Exercise directions: In the records below, find the line that contains "the enclosing object", then transcribe it and every later line exactly, stopping at the final line.

Extracted entries:
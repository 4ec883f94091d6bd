//! Execute query lines against JSON input

use super::CliError;
use crate::{
    CommandProcessor, Document, NumberPolicy,
    convert::validate_strict,
    output::{to_text, to_text_pretty},
    query::resolve,
};

/// How input text becomes a [`Document`]
#[derive(Debug, Clone, Copy, Default)]
pub struct LoadOptions {
    /// Integer/float classification for numeric literals
    pub policy: NumberPolicy,
    /// Reject input that is not well-formed JSON instead of parsing leniently
    pub strict: bool,
}

/// Options for the query command
#[derive(Debug, Clone, Default)]
pub struct QueryOptions {
    /// Command lines, each run on a fresh query
    pub queries: Vec<String>,
    /// JSON input string
    pub input: Option<String>,
    pub load: LoadOptions,
}

/// Options for the show command
#[derive(Debug, Clone, Default)]
pub struct ShowOptions {
    /// Path to render; empty for the whole document
    pub path: String,
    /// JSON input string
    pub input: Option<String>,
    pub load: LoadOptions,
    /// Indent the output
    pub pretty: bool,
}

pub fn load_document(input: &str, options: &LoadOptions) -> Result<Document, CliError> {
    if options.strict {
        validate_strict(input)?;
    }
    Ok(Document::parse_with(input, options.policy)?)
}

/// Runs every query line, returning one result per line
pub fn execute_queries(options: &QueryOptions) -> Result<Vec<Option<String>>, CliError> {
    let input = options.input.as_ref().ok_or(CliError::NoInput)?;
    let document = load_document(input, &options.load)?;
    let processor = CommandProcessor::new(&document);

    Ok(options
        .queries
        .iter()
        .map(|line| processor.process(line))
        .collect())
}

/// Renders the subtree at `path`
pub fn execute_show(options: &ShowOptions) -> Result<String, CliError> {
    let input = options.input.as_ref().ok_or(CliError::NoInput)?;
    let document = load_document(input, &options.load)?;
    let node = resolve(document.root(), &options.path)?;

    Ok(if options.pretty {
        to_text_pretty(node)
    } else {
        to_text(node)
    })
}
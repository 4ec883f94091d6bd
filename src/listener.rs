//! The event contract between [`JsonParser`](crate::JsonParser) and whatever
//! consumes its output.
//!
//! The parser never builds a tree. It classifies each significant character
//! into an [`Element`] and reports structure through a [`JsonListener`]:
//!
//! ```text
//! {"a": [1, "x"]}
//!
//! open_container("", Object)
//!   open_container("a", Array)
//!     add_item("1", Constant)
//!     add_item("x", Quoted)
//!   close_container("a", Array)
//! close_container("", Object)
//! ```

use crate::document::BuildError;

/// Lexical class of the character that starts an element
#[derive(Debug, Clone, Copy, PartialEq, Eq)]
pub enum Element {
    /// `{`
    Object,
    /// `[`
    Array,
    /// `}` or `]`
    Closing,
    /// Bare literal: number, `true`, `false`, `null`
    Constant,
    /// `"..."`
    Quoted,
    /// Anything else; ignored by the parser
    Unknown,
}

impl Element {
    /// Classifies the first significant character of an element
    pub fn classify(ch: char) -> Element {
        match ch {
            '"' => Element::Quoted,
            '{' => Element::Object,
            '[' => Element::Array,
            '}' | ']' => Element::Closing,
            '0'..='9' | '-' | 't' | 'f' | 'n' => Element::Constant,
            _ => Element::Unknown,
        }
    }
}

/// Receiver of parser events.
///
/// Every method reports whether the event was admitted. A rejected event is
/// not fatal: the parser logs it and keeps going.
pub trait JsonListener {
    /// A scalar member of the enclosing object
    fn add_key_value(&mut self, key: &str, value: &str, kind: Element) -> Result<(), BuildError>;

    /// A scalar element of the enclosing array
    fn add_item(&mut self, value: &str, kind: Element) -> Result<(), BuildError>;

    /// `{` or `[`; `key` is the pending member name, empty inside arrays
    fn open_container(&mut self, key: &str, kind: Element) -> Result<(), BuildError>;

    /// `}` or `]`; `key` and `kind` are those recorded when it was opened
    fn close_container(&mut self, key: &str, kind: Element) -> Result<(), BuildError>;
}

Expected answer:
    /// A scalar member of the enclosing object
    fn add_key_value(&mut self, key: &str, value: &str, kind: Element) -> Result<(), BuildError>;

    /// A scalar element of the enclosing array
    fn add_item(&mut self, value: &str, kind: Element) -> Result<(), BuildError>;

    /// `{` or `[`; `key` is the pending member name, empty inside arrays
    fn open_container(&mut self, key: &str, kind: Element) -> Result<(), BuildError>;

    /// `}` or `]`; `key` and `kind` are those recorded when it was opened
    fn close_container(&mut self, key: &str, kind: Element) -> Result<(), BuildError>;
}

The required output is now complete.